The amount of time that individual anomalies exist is identified as occuring over that time interval for which the signal is statistically significant. However, an examination of Figs. 2 and 3 reveals that no general statement can be made on the amount of time that individual anomalies can be identified. For example, the subtropical anomalies can be seen to last for approximately 25–40 days, the midlatitude anomalies for 20–30 days, and the high-latitude anomalies for 15–30 days.

In the previous section, it was stated that the stratosphere has a negligible influence on the poleward MR anomaly propagation. In order to show this quantitatively, a series of linear pattern correlations were generated that involved each of the patterns in Figs. 2 and 3 and the corresponding patterns obtained from a linear regression analysis with the stratosphere excluded (for the latter calculation, the identical procedure to that for Figs. 2 and 3 was used, except that the vertical integral was restricted to between the surface and 200 mb). With the exception of the NH winter high-latitude base latitude, which revealed a correlation of 0.891, all of the other regression maps in Figs. 2 and 3 showed pattern correlations between 0.985 and 0.995, clearly indicating the negligible contribution of the stratosphere to the poleward MR anomaly propagation.

As stated in section 2, when the base point is located near the equator, the anomalous MR field takes on a spatial and temporal structure extremely similar to that found by regression against the globally integrated MR. When such calculations are performed, propagation of anomalous MR from the equator to the subtropics is found. At a given lag, the MR anomalies are mostly of one sign. Such sign properties are distinctly different from the examples presented in Figs. 2 and 3, where the MR anomalies took on dipole or tripole structures. The above relationship between the poleward propagation of anomalous MR and globally integrated relative angular momentum has been found in many observational studies, for example, Weickmann et al. (1997).

b. Eddy fluxes and friction torque

The regressed eddy angular momentum flux convergences and friction torques are illustrated for the NH winter and SH summer. These two seasons are selected since they coincide with the two extrema in the stationary wave amplitude, that is, largest (smallest) during the NH winter (SH summer). The anomalous eddy angular momentum flux convergence is shown for the NH winter (SH summer) in Figs. 4a–c (Figs. 5a–c), and the corresponding anomalous friction torque is presented for the NH winter (SH summer) in Figs. 4d–f (Figs. 5d–f). Both of these fields are integrated over equal latitude bands of 2.25°. The most apparent feature in Figs. 4a–c and 5a–c is that the anomalous eddy angular momentum flux convergence has a spatial structure that contributes to amplification of the MR anomalies (see Figs. 2a–c and 3d–f) before lag 0. Note that the time of the MR anomaly maximum occurs at lag 0 at the base latitudes. After lag 0, for the subtropical and midlatitude base latitudes, the eddy angular momentum flux convergence anomalies contribute to the decay of the MR anomalies but are less well organized and exist for a shorter period of time compared to those before lag 0. For the high-latitude base latitude, after lag 0, the anomalous eddy angular momentum flux convergence no longer exhibits much organized structure. The anomalous friction torque, on the other hand, maintains a similar spatial pattern to the MR anomaly, but of opposite sign, both before and after lag 0. In this manner, the anomalous friction torque is always contributing to the decay of the MR anomalies.

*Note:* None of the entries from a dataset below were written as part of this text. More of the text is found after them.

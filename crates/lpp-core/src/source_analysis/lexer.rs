// Copyright 2026 James Casey
// SPDX-License-Identifier: Apache-2.0

//! Lexical scanner for L++ source code.
//!
//! The scanner walks the source with an explicit `(position, line,
//! column)` cursor, producing a [`TokenStream`] bounded by `Start` and
//! `End` sentinels. Words are classified through the fixed priority
//! ladder in [`classify_word`]; the `import` keyword arms a one-shot
//! flag so the following word lexes as an import name.
//!
//! Lexical errors are recoverable: they are recorded in the
//! [`Diagnostics`] collector and scanning continues past the offending
//! span where feasible.

use std::iter::Peekable;
use std::str::CharIndices;

use super::error::{Diagnostics, LexErrorKind};
use super::token::{classify_word, Keyword, Symbol, Token, TokenKind, TokenStream};
use super::{Position, Span};

/// The lexical scanner.
///
/// # Examples
///
/// ```
/// use lpp_core::source_analysis::{scan, TokenKind};
///
/// let (stream, diagnostics) = scan("water = 5;");
/// assert!(!diagnostics.has_errors());
/// assert_eq!(stream.len(), 6); // Start, water, =, 5, ;, End
/// ```
pub struct Scanner<'src> {
    source: &'src str,
    chars: Peekable<CharIndices<'src>>,
    position: usize,
    line: u32,
    column: u32,
    last_char: Option<char>,
    report_whitespace: bool,
    report_newlines: bool,
    multiline_strings: bool,
    import_armed: bool,
    diagnostics: Diagnostics,
}

/// Escape characters permitted inside string literals.
const STRING_ESCAPES: &[char] = &['a', 'b', 'f', 'n', 'r', 't', 'v', '\\', '?', '\'', '"'];

impl<'src> Scanner<'src> {
    /// Creates a scanner over `source` with all options at defaults
    /// (no whitespace/newline tokens, no multiline strings).
    #[must_use]
    pub fn new(source: &'src str) -> Self {
        Self {
            source,
            chars: source.char_indices().peekable(),
            position: 0,
            line: 0,
            column: 0,
            last_char: None,
            report_whitespace: false,
            report_newlines: false,
            multiline_strings: false,
            import_armed: false,
            diagnostics: Diagnostics::new(),
        }
    }

    /// Enables or disables whitespace tokens. Disabling whitespace also
    /// disables newline reporting.
    pub fn set_report_whitespace(&mut self, enabled: bool) {
        self.report_whitespace = enabled;
        if !enabled {
            self.report_newlines = false;
        }
    }

    /// Enables or disables newline tokens. Enabling newlines also
    /// enables whitespace reporting.
    pub fn set_report_newlines(&mut self, enabled: bool) {
        self.report_newlines = enabled;
        if enabled {
            self.report_whitespace = true;
        }
    }

    /// Allows literal newlines inside string literals.
    pub fn set_multiline_strings(&mut self, enabled: bool) {
        self.multiline_strings = enabled;
    }

    /// Returns `true` while the one-shot import flag is armed.
    #[must_use]
    pub fn import_armed(&self) -> bool {
        self.import_armed
    }

    /// Scans the whole source, returning the sentinel-bounded stream and
    /// the collected diagnostics.
    #[must_use]
    pub fn scan(mut self) -> (TokenStream, Diagnostics) {
        let mut stream = TokenStream::new();
        stream.push(Token::sentinel(TokenKind::Start, 0, 0, 0));
        while let Some(token) = self.next_token() {
            stream.push(token);
        }
        #[expect(
            clippy::cast_possible_truncation,
            reason = "source files over 4GB are not supported"
        )]
        let end = self.source.len() as u32;
        stream.push(Token::sentinel(TokenKind::End, end, self.line, self.column));
        tracing::debug!(tokens = stream.len(), "scan complete");
        (stream, self.diagnostics)
    }

    fn peek_char(&mut self) -> Option<char> {
        self.chars.peek().map(|(_, c)| *c)
    }

    fn peek_char_second(&self) -> Option<char> {
        let mut iter = self.chars.clone();
        iter.next();
        iter.next().map(|(_, c)| c)
    }

    fn advance(&mut self) -> Option<char> {
        let (index, c) = self.chars.next()?;
        self.position = index + c.len_utf8();
        match c {
            '\n' => {
                self.line += 1;
                self.column = 0;
            }
            '\t' => self.column = Position::after_tab(self.column),
            _ => self.column += 1,
        }
        self.last_char = Some(c);
        Some(c)
    }

    fn advance_while(&mut self, predicate: impl Fn(char) -> bool) {
        while let Some(c) = self.peek_char() {
            if predicate(c) {
                self.advance();
            } else {
                break;
            }
        }
    }

    /// Byte offset / line / column of the next unconsumed character.
    fn mark(&mut self) -> (usize, u32, u32) {
        let offset = self
            .chars
            .peek()
            .map_or(self.source.len(), |(index, _)| *index);
        (offset, self.line, self.column)
    }

    fn span_from(&self, start: usize) -> Span {
        (start..self.position).into()
    }

    fn text_for(&self, span: Span) -> &'src str {
        &self.source[span.as_range()]
    }

    fn token_since(&self, kind: TokenKind, start: (usize, u32, u32)) -> Token {
        let span = self.span_from(start.0);
        Token::new(
            kind,
            self.text_for(span),
            span,
            Position::new(start.1, start.2, self.column),
        )
    }

    fn next_token(&mut self) -> Option<Token> {
        loop {
            let start = self.mark();
            let c = self.peek_char()?;
            match c {
                ' ' | '\t' | '\r' => {
                    self.advance_while(|c| c == ' ' || c == '\t' || c == '\r');
                    if self.report_whitespace {
                        return Some(self.token_since(TokenKind::Whitespace, start));
                    }
                }
                '\n' => {
                    self.advance();
                    if self.report_newlines {
                        return Some(self.token_since(TokenKind::Newline, start));
                    }
                }
                '/' => match self.peek_char_second() {
                    Some('/') => self.skip_line_comment(),
                    Some('*') => self.skip_block_comment(start),
                    _ => {
                        self.advance();
                        return Some(
                            self.token_since(TokenKind::Symbol(Symbol::Slash), start),
                        );
                    }
                },
                '"' | '\'' => return Some(self.scan_string(c, start)),
                '.' if self.peek_char_second().is_some_and(|c| c.is_ascii_digit()) => {
                    return Some(self.scan_number(start));
                }
                c if c.is_ascii_digit() => return Some(self.scan_number(start)),
                c if c.is_ascii_alphabetic() || c == '_' => {
                    // A lone underscore is a symbol, not a word.
                    if c == '_' && !self.peek_char_second().is_some_and(is_word_char) {
                        self.advance();
                        return Some(
                            self.token_since(TokenKind::Symbol(Symbol::Underscore), start),
                        );
                    }
                    return Some(self.scan_word(start));
                }
                c if c.is_control() => {
                    self.advance();
                    self.report(LexErrorKind::InvalidControlCharacter, start);
                }
                _ => return Some(self.scan_symbol(start)),
            }
        }
    }

    fn report(&mut self, kind: LexErrorKind, start: (usize, u32, u32)) {
        let span = self.span_from(start.0);
        self.diagnostics.add_error(
            kind.to_string(),
            span,
            Position::new(start.1, start.2, self.column),
        );
    }

    fn skip_line_comment(&mut self) {
        self.advance_while(|c| c != '\n');
    }

    fn skip_block_comment(&mut self, start: (usize, u32, u32)) {
        self.advance(); // '/'
        self.advance(); // '*'
        loop {
            match self.peek_char() {
                None => {
                    self.report(LexErrorKind::UnterminatedBlockComment, start);
                    let span = self.span_from(start.0);
                    self.diagnostics.add_error(
                        "  Comment started here.",
                        span,
                        Position::new(start.1, start.2, start.2 + 2),
                    );
                    return;
                }
                Some('*') if self.peek_char_second() == Some('/') => {
                    self.advance();
                    self.advance();
                    return;
                }
                Some('/') if self.peek_char_second() == Some('*') => {
                    let inner = self.mark();
                    self.advance();
                    self.advance();
                    self.report(LexErrorKind::NestedBlockComment, inner);
                }
                Some(_) => {
                    self.advance();
                }
            }
        }
    }

    fn scan_word(&mut self, start: (usize, u32, u32)) -> Token {
        self.advance_while(is_word_char);
        let span = self.span_from(start.0);
        let word = self.text_for(span);
        let kind = classify_word(word, self.import_armed);
        match kind {
            TokenKind::Keyword(Keyword::Import) => self.import_armed = true,
            TokenKind::ImportName => self.import_armed = false,
            _ => {}
        }
        Token::new(kind, word, span, Position::new(start.1, start.2, self.column))
    }

    fn scan_number(&mut self, start: (usize, u32, u32)) -> Token {
        let mut is_float = false;
        if self.peek_char() == Some('.') {
            // ".5"-style float; flag a missing space after an identifier.
            if self.last_char.is_some_and(is_word_char) {
                self.report(LexErrorKind::MissingSpaceBeforeDecimal, start);
            }
            is_float = true;
            self.advance();
        }
        self.advance_while(|c| c.is_ascii_digit());
        if !is_float && self.peek_char() == Some('.') {
            if self.peek_char_second().is_some_and(|c| c.is_ascii_digit()) {
                is_float = true;
                self.advance();
                self.advance_while(|c| c.is_ascii_digit());
            }
        }
        if matches!(self.peek_char(), Some('e' | 'E')) {
            let next = self.peek_char_second();
            let exponent_start = self.mark();
            // An exponent marker not followed by a word ("2each") leaves
            // the letter to the word scanner.
            if !next.is_some_and(|c| is_word_char(c) && !c.is_ascii_digit()) {
                is_float = true;
                self.advance(); // e
                if matches!(self.peek_char(), Some('+' | '-')) {
                    self.advance();
                }
                if self.peek_char().is_some_and(|c| c.is_ascii_digit()) {
                    self.advance_while(|c| c.is_ascii_digit());
                } else {
                    self.report(LexErrorKind::MissingExponent, exponent_start);
                }
            }
        }
        let kind = if is_float {
            TokenKind::Float
        } else {
            TokenKind::Integer
        };
        self.token_since(kind, start)
    }

    fn scan_string(&mut self, delimiter: char, start: (usize, u32, u32)) -> Token {
        self.advance(); // opening delimiter
        let content_start = self.mark();
        let mut content_end = content_start.0;
        loop {
            let escape_start = self.mark();
            match self.peek_char() {
                None => {
                    self.report(LexErrorKind::UnterminatedString, start);
                    break;
                }
                Some('\n') if !self.multiline_strings => {
                    self.report(LexErrorKind::NewlineInString, start);
                    break;
                }
                Some('\\') => {
                    self.advance();
                    match self.advance() {
                        Some(c) if STRING_ESCAPES.contains(&c) => {}
                        Some(c) => self.report(LexErrorKind::InvalidEscape(c), escape_start),
                        None => {
                            self.report(LexErrorKind::UnterminatedString, start);
                            break;
                        }
                    }
                    content_end = self.position;
                }
                Some(c) if c == delimiter => {
                    content_end = self.mark().0;
                    self.advance();
                    break;
                }
                Some(_) => {
                    self.advance();
                    content_end = self.position;
                }
            }
        }
        let span = self.span_from(start.0);
        let text = &self.source[content_start.0..content_end];
        Token::new(
            TokenKind::Str,
            text,
            span,
            Position::new(start.1, start.2, self.column),
        )
    }

    fn scan_symbol(&mut self, start: (usize, u32, u32)) -> Token {
        let c = self.advance().unwrap_or('\0');
        let symbol = match (c, self.peek_char()) {
            ('>', Some('=')) => {
                self.advance();
                Symbol::GreaterEqual
            }
            ('<', Some('=')) => {
                self.advance();
                Symbol::LessEqual
            }
            _ => Symbol::from_char(c),
        };
        self.token_since(TokenKind::Symbol(symbol), start)
    }
}

fn is_word_char(c: char) -> bool {
    c.is_ascii_alphanumeric() || c == '_'
}

/// Scans `source` with default options.
#[must_use]
pub fn scan(source: &str) -> (TokenStream, Diagnostics) {
    Scanner::new(source).scan()
}
// Copyright 2026 James Casey
// SPDX-License-Identifier: Apache-2.0

//! L++ compiler command-line interface.
//!
//! This is the main entry point for the `lpp` command.

use clap::{Parser, Subcommand};
use miette::Result;

mod commands;
mod diagnostic;

/// L++: a laboratory protocol language for biochemical simulation
#[derive(Debug, Parser)]
#[command(name = "lpp")]
#[command(version, about, long_about = None)]
struct Cli {
    #[command(subcommand)]
    command: Command,
}

#[derive(Debug, Subcommand)]
enum Command {
    /// Check a source file for errors without building a simulation
    Check {
        /// Source file to check
        path: String,
    },

    /// Build the simulation context and print its contents
    Build {
        /// Source file to build
        path: String,
    },

    /// Print the classified token stream for a source file
    Tokens {
        /// Source file to tokenize
        path: String,
    },
}

/// Initialize logging, filtered by `RUST_LOG`.
fn init_logging() {
    use tracing_subscriber::{fmt, prelude::*, EnvFilter};

    tracing_subscriber::registry()
        .with(fmt::layer().with_writer(std::io::stderr))
        .with(EnvFilter::from_default_env())
        .init();
}

fn main() -> Result<()> {
    init_logging();

    // Install miette's fancy error handler
    miette::set_hook(Box::new(|_| {
        Box::new(
            miette::MietteHandlerOpts::new()
                .terminal_links(true)
                .unicode(true)
                .context_lines(3)
                .build(),
        )
    }))?;

    let cli = Cli::parse();

    let result = match cli.command {
        Command::Check { path } => commands::check::check(&path),
        Command::Build { path } => commands::build::build(&path),
        Command::Tokens { path } => commands::tokens::tokens(&path),
    };

    // Exit with appropriate code
    match result {
        Ok(()) => std::process::exit(0),
        Err(e) => {
            eprintln!("{e:?}");
            std::process::exit(1);
        }
    }
}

A close examination of the anomalous eddy angular momentum flux convergence reveals that between 5 and 10 days before lag 0, their extrema typically lie between 2° and 5° poleward of the MR anomaly extrema, whereas by 5 days after lag 0 (for the subtropical and midlatitude base latitudes), anomalous eddy angular momentum flux convergence extrema, of opposite sign, usually occur about 2°–5° equatorward of the MR anomaly extrema. It is these spatial differences that must account for the meridional propagation of the MR anomalies both before and after lag 0. This point will be returned to later in this section.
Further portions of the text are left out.